EXERCISE BRIEF ::
State how many lines of the entries below hold the word "REFERENCES"; reply with nothing but the number.
Segment Start: RECORDS PROVIDED
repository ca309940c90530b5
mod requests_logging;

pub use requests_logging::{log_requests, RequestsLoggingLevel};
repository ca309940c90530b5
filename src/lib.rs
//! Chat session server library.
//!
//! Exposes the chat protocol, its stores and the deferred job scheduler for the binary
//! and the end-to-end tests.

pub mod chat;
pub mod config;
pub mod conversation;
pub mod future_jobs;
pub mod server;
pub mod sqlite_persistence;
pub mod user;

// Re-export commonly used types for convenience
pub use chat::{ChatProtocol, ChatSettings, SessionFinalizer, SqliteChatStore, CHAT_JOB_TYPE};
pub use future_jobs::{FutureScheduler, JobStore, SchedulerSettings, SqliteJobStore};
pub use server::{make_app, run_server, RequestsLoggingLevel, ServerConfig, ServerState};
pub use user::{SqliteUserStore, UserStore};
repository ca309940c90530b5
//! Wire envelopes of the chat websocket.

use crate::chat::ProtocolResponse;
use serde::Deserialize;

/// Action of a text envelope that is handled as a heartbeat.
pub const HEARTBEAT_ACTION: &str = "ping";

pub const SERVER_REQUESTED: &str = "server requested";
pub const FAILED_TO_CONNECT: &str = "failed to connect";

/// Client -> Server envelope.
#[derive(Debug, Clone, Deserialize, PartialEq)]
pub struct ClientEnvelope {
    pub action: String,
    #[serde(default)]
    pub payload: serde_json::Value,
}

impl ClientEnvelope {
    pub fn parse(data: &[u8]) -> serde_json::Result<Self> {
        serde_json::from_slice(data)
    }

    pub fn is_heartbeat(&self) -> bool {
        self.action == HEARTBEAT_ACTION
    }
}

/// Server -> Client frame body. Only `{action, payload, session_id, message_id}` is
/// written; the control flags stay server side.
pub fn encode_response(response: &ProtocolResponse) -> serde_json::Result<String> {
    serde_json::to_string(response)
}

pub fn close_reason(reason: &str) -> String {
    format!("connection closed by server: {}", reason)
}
Segment End: RECORDS PROVIDED
Segment Start: RECORDS PROVIDED
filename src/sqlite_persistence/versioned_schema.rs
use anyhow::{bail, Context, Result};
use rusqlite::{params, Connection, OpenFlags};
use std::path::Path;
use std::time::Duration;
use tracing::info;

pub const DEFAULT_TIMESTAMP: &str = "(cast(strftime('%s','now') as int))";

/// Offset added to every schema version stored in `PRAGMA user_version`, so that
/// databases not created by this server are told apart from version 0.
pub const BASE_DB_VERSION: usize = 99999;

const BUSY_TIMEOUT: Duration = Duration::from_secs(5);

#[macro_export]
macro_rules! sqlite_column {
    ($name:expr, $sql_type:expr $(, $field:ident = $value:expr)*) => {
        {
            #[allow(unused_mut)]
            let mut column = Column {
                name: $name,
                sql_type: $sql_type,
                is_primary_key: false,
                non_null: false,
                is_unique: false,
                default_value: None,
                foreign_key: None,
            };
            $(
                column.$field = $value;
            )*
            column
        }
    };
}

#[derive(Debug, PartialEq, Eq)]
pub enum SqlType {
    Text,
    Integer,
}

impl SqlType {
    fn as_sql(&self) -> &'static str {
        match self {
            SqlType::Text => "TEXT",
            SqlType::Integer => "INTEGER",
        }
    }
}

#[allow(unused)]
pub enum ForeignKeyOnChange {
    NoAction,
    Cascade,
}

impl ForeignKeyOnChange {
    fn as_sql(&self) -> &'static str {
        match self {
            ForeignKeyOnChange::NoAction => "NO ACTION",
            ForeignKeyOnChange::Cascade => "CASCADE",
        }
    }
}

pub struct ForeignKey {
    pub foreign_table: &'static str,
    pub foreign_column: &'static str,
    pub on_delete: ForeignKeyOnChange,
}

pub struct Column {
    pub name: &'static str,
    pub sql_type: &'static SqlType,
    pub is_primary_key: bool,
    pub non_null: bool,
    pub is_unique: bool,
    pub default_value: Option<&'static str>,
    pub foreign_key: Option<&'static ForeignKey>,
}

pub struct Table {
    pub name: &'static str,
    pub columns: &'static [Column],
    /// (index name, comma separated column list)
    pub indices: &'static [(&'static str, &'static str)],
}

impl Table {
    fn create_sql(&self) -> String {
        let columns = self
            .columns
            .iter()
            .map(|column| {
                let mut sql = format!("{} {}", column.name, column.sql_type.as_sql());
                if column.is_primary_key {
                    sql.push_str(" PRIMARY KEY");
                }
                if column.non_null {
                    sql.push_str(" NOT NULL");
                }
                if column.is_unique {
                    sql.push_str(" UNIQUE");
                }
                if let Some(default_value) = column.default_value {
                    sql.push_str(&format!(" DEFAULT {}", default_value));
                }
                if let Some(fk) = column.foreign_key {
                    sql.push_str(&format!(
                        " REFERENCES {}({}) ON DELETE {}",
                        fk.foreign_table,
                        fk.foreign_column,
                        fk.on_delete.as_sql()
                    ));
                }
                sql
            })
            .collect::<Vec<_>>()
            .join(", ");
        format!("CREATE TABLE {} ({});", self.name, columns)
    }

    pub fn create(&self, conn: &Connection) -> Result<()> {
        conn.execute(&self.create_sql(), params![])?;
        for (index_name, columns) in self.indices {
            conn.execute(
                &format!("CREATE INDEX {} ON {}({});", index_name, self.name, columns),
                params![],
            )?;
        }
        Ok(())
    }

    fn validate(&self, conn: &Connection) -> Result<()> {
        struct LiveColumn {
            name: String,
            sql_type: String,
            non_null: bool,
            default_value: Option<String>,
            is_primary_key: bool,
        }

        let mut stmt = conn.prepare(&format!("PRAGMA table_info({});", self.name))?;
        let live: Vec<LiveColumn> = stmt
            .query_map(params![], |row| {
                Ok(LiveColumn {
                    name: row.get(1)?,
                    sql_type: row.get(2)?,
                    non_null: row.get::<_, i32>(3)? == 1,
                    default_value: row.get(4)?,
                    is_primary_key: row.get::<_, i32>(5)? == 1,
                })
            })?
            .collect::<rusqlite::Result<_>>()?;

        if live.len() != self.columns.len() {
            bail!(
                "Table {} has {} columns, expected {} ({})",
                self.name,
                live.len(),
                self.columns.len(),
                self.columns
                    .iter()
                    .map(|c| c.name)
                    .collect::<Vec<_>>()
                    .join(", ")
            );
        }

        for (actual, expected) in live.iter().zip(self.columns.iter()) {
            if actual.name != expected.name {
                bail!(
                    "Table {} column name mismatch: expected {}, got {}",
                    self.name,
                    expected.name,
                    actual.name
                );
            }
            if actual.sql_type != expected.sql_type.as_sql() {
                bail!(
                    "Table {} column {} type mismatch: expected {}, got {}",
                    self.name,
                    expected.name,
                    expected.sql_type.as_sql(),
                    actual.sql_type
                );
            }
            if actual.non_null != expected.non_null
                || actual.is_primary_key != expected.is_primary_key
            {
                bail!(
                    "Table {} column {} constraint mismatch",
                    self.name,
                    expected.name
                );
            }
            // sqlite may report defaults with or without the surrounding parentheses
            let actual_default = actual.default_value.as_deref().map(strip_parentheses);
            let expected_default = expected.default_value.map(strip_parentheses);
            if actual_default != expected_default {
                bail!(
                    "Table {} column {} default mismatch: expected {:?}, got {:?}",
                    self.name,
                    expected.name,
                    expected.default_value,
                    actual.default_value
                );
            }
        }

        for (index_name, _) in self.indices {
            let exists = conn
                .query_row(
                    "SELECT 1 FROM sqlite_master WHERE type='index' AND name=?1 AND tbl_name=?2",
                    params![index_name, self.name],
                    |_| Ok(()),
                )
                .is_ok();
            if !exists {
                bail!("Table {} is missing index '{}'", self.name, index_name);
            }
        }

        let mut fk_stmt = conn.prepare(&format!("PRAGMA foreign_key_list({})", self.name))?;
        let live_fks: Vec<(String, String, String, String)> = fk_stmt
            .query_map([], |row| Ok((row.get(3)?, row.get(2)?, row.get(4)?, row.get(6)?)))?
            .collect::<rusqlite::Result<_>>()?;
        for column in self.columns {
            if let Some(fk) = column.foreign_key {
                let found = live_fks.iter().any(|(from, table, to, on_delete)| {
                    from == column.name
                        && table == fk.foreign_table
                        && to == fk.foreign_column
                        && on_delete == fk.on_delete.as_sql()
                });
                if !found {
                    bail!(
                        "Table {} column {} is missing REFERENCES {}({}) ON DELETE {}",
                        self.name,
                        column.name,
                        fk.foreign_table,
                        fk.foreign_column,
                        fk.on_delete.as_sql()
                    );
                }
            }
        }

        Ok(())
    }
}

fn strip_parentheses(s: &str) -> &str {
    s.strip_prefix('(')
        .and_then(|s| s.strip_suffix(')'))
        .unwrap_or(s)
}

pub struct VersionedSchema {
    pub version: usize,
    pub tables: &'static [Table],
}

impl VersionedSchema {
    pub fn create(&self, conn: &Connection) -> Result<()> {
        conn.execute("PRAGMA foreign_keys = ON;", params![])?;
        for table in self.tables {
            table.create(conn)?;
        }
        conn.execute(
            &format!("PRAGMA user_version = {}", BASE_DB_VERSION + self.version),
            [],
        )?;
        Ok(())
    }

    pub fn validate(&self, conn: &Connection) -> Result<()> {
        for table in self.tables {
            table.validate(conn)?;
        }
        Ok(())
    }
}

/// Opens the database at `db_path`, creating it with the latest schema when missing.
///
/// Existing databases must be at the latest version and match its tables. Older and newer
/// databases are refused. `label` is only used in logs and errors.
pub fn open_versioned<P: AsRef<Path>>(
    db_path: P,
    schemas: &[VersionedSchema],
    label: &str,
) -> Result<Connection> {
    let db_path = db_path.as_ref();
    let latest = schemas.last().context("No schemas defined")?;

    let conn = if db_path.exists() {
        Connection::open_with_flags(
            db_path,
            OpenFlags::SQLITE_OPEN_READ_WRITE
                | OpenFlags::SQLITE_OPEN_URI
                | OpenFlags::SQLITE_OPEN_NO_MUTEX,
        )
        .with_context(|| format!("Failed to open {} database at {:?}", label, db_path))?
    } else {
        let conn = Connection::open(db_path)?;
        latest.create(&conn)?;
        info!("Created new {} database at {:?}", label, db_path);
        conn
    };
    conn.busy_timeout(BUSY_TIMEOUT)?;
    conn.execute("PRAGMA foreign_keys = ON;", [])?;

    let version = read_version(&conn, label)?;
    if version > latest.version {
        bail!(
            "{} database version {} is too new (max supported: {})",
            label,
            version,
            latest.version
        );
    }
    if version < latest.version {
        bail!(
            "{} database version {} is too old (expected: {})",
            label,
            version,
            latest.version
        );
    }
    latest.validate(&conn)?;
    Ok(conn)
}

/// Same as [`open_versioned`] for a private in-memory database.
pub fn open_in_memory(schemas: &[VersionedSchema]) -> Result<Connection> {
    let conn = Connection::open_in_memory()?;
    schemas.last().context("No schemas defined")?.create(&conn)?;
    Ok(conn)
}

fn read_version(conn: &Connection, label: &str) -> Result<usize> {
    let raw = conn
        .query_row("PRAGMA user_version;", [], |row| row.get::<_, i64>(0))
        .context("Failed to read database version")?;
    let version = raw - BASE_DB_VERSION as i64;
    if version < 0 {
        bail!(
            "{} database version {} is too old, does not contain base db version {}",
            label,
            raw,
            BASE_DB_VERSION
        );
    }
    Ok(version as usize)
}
Segment End: RECORDS PROVIDED
Segment Start: RECORDS PROVIDED
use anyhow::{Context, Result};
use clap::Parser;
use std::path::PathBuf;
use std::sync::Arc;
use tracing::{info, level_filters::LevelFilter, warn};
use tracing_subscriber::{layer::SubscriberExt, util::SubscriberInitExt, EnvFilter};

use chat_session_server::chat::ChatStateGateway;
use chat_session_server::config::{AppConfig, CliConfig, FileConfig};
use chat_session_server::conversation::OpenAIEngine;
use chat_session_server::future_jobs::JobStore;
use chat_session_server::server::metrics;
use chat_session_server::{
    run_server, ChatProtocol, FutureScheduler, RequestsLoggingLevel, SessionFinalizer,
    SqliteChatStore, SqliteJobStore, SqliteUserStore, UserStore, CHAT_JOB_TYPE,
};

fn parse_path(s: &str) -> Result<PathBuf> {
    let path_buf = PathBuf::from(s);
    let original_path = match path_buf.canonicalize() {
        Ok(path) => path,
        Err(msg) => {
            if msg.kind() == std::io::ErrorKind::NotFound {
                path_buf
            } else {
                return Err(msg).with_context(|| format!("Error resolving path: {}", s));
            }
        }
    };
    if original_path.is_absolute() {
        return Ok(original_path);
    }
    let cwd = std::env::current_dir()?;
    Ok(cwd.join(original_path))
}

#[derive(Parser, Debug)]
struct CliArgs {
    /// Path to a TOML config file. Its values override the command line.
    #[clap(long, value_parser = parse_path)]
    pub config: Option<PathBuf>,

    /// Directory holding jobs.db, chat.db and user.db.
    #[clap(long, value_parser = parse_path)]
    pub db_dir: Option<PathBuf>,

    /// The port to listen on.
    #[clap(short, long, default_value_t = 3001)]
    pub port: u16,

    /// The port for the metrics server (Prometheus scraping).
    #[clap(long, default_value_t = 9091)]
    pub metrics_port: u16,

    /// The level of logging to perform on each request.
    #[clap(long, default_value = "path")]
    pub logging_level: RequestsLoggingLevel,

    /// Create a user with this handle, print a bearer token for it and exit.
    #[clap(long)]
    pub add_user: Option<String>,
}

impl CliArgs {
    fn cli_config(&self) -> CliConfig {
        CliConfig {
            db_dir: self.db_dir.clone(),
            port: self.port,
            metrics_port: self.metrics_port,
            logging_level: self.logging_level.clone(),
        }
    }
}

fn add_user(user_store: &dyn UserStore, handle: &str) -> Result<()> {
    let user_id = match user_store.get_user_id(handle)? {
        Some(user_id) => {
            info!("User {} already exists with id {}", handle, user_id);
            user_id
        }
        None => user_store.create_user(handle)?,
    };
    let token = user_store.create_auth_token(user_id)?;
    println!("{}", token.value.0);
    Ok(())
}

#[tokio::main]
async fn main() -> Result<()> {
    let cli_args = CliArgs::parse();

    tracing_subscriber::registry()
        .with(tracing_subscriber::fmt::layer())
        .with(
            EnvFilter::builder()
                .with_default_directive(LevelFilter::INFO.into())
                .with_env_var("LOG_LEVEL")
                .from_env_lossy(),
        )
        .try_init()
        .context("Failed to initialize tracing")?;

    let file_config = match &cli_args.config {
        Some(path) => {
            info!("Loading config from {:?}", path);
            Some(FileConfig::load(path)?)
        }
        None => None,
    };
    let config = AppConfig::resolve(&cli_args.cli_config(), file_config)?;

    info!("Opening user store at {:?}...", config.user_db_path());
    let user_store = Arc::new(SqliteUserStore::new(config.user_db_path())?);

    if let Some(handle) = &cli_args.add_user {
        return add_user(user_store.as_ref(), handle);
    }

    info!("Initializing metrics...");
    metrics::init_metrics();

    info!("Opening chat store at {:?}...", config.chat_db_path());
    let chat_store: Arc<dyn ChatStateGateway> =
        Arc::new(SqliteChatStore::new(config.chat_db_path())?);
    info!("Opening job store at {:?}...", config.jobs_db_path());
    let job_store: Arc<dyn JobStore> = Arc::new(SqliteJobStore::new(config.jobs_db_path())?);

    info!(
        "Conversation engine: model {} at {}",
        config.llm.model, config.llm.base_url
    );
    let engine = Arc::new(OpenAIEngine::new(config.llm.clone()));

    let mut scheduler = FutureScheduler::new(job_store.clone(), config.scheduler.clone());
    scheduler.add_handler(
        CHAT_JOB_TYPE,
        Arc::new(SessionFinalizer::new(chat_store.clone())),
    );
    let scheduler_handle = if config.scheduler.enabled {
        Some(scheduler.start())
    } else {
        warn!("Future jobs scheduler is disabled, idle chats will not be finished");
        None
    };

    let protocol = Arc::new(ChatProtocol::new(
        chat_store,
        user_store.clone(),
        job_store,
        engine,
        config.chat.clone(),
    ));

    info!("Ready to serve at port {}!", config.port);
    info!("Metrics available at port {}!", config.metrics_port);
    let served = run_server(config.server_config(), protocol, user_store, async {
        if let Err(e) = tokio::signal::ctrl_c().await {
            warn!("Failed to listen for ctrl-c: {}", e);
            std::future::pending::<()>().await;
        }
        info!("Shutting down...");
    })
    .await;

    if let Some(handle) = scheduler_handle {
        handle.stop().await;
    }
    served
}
Segment End: RECORDS PROVIDED
EXPECTED OUTPUT ::
2